[EXTRACTED ENTRIES — start]

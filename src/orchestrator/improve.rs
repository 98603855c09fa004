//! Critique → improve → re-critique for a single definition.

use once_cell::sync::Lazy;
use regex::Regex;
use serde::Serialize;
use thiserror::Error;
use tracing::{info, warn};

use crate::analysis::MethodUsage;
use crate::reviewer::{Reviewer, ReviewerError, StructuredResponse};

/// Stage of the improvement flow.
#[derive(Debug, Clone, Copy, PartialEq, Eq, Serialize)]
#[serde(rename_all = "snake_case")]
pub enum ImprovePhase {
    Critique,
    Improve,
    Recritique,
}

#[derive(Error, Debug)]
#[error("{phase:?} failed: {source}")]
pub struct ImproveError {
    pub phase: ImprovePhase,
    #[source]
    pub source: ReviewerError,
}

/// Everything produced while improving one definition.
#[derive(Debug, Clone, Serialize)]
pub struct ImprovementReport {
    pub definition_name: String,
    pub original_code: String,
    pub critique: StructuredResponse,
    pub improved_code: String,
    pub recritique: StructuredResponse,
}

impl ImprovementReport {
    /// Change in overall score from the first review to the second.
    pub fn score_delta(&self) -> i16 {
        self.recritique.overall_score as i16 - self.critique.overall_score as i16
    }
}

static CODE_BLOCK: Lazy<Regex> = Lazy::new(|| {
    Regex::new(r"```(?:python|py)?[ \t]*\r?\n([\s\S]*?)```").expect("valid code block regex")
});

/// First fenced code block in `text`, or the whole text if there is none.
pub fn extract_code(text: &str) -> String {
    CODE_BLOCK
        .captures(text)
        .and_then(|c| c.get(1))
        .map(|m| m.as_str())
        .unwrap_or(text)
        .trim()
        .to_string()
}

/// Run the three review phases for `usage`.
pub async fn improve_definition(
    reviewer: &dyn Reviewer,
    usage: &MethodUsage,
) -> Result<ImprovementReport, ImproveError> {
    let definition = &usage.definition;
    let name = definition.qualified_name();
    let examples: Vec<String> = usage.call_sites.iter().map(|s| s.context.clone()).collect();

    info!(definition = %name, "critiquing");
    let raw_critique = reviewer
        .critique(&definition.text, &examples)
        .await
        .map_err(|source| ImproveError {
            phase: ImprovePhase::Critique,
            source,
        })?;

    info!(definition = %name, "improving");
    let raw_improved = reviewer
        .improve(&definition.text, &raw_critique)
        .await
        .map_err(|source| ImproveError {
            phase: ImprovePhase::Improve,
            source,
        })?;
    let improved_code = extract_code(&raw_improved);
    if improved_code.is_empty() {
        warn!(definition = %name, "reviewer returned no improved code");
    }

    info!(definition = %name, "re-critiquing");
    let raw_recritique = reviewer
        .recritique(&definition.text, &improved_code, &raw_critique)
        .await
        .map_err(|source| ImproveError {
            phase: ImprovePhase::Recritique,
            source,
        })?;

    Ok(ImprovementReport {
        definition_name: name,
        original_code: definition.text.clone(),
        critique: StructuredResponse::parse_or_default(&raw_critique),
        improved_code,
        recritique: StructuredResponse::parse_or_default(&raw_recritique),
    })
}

[EXTRACTED ENTRIES — finish]
[EXTRACTED ENTRIES — start]

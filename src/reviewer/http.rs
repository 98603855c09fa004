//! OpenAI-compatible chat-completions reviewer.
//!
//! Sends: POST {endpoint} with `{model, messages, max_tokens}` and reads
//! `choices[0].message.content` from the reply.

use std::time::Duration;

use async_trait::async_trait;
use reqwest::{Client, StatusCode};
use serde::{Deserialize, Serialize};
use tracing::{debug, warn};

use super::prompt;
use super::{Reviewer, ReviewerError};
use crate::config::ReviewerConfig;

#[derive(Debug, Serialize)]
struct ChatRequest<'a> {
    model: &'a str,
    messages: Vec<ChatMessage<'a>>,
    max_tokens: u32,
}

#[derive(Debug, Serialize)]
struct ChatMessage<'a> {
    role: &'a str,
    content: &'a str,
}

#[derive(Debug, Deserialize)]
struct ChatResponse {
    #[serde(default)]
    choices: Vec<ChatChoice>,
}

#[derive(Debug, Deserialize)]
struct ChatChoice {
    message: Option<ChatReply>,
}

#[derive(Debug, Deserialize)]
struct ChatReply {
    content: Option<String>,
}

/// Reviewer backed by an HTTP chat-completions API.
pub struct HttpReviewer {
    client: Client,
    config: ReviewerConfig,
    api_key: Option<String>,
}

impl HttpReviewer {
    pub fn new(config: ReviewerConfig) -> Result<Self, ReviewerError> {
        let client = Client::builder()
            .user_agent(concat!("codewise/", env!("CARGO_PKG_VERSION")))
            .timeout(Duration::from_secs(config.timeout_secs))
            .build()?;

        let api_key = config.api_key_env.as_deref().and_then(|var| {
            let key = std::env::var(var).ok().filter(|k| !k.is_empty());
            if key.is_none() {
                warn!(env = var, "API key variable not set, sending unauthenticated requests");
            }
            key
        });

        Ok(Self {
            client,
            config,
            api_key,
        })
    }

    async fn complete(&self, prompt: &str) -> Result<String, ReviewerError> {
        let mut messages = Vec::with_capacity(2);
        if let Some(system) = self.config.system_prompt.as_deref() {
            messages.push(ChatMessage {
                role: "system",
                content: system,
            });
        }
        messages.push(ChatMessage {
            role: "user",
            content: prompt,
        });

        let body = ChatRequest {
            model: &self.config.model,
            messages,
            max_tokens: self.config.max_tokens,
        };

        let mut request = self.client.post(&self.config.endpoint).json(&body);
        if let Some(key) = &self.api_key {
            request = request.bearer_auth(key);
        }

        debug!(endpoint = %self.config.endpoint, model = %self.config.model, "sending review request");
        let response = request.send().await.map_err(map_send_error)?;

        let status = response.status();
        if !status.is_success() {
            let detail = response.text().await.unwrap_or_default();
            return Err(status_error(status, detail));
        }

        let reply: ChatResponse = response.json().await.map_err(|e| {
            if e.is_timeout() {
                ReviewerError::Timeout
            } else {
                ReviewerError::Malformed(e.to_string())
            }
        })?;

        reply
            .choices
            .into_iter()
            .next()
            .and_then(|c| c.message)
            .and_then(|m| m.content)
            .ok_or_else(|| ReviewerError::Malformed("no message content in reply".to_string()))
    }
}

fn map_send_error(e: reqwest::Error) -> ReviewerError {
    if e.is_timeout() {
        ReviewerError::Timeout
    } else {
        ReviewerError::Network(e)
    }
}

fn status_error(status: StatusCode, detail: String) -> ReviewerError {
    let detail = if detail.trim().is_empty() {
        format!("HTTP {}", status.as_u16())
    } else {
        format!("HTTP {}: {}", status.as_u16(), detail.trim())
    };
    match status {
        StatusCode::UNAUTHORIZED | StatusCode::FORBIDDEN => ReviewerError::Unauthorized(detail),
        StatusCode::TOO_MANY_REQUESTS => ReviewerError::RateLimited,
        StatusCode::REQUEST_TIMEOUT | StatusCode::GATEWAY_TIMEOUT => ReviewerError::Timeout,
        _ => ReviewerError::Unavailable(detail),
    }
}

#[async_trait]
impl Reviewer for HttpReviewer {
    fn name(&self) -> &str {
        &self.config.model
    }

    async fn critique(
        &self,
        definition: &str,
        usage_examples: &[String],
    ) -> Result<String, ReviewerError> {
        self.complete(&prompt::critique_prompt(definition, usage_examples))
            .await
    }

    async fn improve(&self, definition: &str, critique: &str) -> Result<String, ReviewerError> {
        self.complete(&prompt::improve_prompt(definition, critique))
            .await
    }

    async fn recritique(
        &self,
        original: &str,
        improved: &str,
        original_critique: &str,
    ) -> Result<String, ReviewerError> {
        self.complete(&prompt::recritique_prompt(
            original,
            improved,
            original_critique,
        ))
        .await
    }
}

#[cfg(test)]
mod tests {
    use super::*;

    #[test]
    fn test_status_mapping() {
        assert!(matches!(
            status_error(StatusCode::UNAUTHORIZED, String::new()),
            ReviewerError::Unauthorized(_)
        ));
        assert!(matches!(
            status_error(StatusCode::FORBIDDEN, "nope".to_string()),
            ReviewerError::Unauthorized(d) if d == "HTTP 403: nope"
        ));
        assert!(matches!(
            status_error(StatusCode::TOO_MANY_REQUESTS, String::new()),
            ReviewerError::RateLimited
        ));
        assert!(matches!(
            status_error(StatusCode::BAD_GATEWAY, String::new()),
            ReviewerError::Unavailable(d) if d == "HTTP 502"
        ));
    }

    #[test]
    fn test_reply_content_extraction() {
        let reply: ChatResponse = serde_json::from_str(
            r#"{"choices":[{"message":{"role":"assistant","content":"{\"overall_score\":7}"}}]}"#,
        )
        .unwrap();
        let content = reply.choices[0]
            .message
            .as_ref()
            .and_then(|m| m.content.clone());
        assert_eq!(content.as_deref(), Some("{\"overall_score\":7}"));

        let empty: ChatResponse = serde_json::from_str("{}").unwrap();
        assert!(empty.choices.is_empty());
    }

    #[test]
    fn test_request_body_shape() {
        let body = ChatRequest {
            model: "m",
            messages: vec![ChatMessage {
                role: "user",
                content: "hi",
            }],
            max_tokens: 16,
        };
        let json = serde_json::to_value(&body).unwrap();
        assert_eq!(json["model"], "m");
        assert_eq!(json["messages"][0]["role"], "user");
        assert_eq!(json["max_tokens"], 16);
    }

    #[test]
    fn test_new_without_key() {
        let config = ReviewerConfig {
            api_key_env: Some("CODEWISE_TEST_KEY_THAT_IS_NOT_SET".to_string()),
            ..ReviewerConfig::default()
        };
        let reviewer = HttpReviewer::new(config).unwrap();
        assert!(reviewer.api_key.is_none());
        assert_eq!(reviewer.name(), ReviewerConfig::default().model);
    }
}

[EXTRACTED ENTRIES — finish]
[EXTRACTED ENTRIES — start]

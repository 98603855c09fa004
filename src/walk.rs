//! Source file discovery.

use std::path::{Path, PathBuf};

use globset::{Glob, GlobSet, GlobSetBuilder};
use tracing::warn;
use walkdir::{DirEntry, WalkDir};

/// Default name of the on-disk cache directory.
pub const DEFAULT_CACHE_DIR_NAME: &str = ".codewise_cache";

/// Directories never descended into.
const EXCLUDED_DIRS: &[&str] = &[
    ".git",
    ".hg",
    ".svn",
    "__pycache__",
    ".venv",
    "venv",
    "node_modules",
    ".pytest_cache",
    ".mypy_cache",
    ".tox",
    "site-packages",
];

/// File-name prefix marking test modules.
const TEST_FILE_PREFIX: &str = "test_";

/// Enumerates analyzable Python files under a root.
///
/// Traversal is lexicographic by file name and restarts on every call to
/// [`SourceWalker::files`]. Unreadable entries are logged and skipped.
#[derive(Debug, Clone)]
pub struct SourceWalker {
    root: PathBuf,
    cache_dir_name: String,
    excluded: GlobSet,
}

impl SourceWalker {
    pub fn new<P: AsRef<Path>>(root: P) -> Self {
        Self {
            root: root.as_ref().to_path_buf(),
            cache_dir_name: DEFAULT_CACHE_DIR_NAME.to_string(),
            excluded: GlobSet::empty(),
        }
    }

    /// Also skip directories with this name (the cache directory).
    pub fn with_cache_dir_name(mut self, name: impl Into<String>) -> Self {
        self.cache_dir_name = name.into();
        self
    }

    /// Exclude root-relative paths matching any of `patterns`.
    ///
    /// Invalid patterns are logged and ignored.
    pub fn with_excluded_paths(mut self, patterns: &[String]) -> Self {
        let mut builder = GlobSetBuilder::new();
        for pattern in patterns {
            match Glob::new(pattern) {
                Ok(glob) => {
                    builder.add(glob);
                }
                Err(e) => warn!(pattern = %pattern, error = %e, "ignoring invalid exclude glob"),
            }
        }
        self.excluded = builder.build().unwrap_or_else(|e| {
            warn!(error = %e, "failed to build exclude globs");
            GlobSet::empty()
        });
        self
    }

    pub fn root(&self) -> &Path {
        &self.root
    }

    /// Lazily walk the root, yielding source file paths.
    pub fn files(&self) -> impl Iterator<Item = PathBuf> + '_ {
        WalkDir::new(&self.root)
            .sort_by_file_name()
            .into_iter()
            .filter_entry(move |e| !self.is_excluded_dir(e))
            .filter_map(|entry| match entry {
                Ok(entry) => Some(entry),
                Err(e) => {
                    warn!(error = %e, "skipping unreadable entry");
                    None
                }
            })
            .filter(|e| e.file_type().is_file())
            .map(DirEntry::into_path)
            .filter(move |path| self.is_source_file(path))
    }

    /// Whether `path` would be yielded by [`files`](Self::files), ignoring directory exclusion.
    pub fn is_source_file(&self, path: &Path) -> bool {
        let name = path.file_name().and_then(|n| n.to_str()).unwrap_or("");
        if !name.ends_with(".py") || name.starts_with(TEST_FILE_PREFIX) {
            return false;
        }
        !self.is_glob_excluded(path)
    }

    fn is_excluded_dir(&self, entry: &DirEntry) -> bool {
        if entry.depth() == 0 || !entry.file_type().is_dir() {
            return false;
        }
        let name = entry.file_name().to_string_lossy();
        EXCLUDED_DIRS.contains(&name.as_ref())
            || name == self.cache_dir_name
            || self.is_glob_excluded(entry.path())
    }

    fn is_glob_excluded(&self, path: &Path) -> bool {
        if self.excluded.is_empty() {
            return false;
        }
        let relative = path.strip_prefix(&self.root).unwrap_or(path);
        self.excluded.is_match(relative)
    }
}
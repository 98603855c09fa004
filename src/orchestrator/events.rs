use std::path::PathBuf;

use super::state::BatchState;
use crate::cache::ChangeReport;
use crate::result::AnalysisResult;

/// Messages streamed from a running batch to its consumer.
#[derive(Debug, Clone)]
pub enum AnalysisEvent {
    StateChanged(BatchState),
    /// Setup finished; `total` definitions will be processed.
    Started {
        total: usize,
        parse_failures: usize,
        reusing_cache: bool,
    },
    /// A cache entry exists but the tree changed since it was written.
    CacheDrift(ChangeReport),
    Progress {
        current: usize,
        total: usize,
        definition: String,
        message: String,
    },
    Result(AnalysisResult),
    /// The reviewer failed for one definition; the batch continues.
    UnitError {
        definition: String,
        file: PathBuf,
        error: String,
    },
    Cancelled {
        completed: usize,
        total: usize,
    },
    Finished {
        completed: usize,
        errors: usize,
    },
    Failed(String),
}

[EXTRACTED ENTRIES — finish]

→ EXERCISE
Across the records, count each line that holds the string "RateLimited". Respond with the number only.

→ SOLVED EXERCISE
2